=== EXERCISE BRIEF ===
Each line with the word "SaltString" must appear in the answer, copied from the records.
══ RECORDS SHOWN
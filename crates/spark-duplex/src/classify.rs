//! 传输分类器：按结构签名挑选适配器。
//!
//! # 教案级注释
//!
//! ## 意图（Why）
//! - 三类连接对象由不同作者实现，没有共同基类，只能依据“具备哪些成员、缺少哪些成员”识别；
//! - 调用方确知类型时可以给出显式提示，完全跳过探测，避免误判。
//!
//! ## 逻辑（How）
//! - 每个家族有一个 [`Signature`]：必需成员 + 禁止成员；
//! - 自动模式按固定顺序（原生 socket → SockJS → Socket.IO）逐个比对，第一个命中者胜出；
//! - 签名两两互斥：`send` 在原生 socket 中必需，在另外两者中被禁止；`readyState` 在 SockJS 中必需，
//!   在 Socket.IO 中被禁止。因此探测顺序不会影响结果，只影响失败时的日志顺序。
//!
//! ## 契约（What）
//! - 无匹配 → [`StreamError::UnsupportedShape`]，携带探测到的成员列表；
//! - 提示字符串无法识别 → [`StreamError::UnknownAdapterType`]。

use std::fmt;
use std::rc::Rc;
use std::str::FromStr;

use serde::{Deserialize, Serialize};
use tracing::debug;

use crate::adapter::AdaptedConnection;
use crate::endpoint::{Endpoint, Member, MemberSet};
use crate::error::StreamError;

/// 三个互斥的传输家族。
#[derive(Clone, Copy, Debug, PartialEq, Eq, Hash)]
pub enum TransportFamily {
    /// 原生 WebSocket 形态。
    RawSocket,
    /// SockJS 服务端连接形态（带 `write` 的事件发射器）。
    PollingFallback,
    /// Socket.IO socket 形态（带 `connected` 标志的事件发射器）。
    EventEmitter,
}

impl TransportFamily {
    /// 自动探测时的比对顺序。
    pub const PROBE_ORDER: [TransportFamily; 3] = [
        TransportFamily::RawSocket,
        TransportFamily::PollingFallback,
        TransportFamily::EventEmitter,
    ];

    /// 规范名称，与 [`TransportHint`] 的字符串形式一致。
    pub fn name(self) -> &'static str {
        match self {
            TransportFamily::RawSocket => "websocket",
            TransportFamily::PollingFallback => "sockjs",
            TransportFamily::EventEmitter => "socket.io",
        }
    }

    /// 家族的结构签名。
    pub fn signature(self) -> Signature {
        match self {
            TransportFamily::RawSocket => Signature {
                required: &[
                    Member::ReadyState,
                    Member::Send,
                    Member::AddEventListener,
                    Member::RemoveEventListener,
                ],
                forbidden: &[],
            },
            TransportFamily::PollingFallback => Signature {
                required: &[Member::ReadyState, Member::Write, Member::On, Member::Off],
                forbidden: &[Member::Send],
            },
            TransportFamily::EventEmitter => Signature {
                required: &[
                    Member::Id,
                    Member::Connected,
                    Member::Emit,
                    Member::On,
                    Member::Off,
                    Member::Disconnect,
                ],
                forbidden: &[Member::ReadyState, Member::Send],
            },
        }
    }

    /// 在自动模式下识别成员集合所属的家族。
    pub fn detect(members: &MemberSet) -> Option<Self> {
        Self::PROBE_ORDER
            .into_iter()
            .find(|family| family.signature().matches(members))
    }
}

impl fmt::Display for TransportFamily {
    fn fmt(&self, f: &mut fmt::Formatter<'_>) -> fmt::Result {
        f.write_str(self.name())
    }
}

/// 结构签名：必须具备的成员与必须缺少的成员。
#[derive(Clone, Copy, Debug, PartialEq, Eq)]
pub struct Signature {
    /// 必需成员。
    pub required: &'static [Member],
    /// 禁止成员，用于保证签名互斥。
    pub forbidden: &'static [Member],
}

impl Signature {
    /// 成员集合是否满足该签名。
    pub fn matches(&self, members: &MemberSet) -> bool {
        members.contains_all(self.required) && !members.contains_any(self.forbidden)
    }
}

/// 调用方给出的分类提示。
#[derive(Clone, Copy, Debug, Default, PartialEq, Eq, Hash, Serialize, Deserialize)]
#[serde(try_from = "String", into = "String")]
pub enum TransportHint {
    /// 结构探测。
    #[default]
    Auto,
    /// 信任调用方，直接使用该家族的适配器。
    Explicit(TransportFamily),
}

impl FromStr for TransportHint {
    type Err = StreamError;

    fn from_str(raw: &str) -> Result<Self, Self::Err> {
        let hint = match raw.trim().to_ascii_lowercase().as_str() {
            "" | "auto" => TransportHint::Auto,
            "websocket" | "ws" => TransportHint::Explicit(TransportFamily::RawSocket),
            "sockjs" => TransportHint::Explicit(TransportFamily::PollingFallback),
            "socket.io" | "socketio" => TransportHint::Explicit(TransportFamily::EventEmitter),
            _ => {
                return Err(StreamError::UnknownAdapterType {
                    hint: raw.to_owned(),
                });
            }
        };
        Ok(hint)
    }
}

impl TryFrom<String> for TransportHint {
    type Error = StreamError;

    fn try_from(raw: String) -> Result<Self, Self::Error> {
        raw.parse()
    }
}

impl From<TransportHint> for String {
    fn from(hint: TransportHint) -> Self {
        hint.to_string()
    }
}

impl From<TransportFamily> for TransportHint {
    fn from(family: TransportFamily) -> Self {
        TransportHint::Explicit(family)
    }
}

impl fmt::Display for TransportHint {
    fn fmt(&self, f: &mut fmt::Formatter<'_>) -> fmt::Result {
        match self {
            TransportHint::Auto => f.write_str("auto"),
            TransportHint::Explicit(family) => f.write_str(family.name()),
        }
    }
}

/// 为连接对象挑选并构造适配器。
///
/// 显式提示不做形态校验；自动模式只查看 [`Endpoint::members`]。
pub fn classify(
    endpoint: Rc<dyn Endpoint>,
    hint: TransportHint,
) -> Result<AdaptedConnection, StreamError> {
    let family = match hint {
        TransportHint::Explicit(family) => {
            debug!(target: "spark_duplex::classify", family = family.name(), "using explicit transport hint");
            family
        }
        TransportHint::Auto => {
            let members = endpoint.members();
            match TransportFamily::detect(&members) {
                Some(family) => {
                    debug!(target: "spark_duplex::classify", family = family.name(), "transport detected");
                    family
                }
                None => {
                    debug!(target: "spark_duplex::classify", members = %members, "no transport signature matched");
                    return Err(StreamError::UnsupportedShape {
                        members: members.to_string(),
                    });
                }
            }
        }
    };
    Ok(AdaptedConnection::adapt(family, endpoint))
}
════
══ RECORDS SHOWN
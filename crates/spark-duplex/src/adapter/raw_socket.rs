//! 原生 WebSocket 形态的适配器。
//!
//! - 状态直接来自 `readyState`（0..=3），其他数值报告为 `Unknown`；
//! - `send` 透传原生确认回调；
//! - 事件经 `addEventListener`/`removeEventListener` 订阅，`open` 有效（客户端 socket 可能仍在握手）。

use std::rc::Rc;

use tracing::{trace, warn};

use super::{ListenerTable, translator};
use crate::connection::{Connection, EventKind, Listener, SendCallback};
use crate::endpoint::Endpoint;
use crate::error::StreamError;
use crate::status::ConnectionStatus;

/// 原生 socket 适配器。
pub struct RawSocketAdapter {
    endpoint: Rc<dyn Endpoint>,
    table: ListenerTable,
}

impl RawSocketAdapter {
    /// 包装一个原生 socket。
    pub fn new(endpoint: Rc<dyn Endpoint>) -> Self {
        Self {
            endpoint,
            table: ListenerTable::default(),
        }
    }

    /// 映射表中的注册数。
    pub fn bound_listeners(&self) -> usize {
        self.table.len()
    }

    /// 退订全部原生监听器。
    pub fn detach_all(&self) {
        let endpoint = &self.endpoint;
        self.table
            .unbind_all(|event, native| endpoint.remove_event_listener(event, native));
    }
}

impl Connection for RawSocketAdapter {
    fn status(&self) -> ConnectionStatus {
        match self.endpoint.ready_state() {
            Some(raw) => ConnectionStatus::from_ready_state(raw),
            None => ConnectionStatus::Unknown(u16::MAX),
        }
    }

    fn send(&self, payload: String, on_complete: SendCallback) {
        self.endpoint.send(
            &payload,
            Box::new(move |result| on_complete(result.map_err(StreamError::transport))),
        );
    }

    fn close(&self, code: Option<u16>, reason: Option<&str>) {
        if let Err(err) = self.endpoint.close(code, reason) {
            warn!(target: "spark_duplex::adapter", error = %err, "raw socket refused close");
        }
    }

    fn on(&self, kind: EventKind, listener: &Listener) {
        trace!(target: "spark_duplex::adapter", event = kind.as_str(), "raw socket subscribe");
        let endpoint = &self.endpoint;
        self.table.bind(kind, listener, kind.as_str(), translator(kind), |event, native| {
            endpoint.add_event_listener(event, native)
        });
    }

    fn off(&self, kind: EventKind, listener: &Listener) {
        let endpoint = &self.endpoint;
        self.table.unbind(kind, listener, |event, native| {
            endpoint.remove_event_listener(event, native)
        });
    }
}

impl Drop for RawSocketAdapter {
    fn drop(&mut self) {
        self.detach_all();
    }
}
════
══ RECORDS SHOWN
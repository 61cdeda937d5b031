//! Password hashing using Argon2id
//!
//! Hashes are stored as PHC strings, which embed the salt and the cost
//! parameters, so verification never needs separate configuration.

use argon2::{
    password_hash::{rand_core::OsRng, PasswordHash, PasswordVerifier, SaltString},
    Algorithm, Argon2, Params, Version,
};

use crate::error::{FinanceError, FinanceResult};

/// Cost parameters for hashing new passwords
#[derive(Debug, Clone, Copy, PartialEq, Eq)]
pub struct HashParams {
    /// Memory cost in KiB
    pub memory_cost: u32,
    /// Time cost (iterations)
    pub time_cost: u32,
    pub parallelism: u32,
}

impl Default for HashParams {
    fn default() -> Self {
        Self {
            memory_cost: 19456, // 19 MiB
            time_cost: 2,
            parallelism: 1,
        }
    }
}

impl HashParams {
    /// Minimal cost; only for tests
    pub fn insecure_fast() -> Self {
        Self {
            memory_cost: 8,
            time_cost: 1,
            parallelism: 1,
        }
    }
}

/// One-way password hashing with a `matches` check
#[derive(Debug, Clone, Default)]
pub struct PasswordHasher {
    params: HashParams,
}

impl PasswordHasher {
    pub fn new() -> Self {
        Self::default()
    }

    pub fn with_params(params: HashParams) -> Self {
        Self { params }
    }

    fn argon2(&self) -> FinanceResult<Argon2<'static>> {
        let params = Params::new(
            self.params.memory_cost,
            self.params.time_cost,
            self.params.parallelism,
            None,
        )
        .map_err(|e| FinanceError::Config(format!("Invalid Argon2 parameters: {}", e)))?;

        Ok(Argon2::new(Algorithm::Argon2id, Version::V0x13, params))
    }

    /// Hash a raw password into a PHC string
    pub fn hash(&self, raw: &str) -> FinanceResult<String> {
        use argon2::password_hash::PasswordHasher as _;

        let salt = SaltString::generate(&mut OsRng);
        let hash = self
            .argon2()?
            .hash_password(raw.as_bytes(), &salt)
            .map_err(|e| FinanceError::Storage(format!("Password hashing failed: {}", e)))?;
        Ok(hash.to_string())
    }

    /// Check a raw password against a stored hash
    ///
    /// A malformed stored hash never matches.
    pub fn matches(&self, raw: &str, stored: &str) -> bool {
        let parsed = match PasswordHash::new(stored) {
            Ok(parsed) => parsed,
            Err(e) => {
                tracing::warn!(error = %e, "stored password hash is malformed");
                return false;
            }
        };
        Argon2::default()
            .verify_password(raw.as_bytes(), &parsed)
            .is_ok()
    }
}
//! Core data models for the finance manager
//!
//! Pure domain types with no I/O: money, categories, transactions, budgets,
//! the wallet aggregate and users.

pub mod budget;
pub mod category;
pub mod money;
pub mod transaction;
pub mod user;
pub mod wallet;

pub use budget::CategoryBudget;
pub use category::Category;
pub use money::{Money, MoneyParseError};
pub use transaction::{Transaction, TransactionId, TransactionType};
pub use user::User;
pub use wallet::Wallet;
════
=== EXERCISE RESPONSE ===
    password_hash::{rand_core::OsRng, PasswordHash, PasswordVerifier, SaltString},
        let salt = SaltString::generate(&mut OsRng);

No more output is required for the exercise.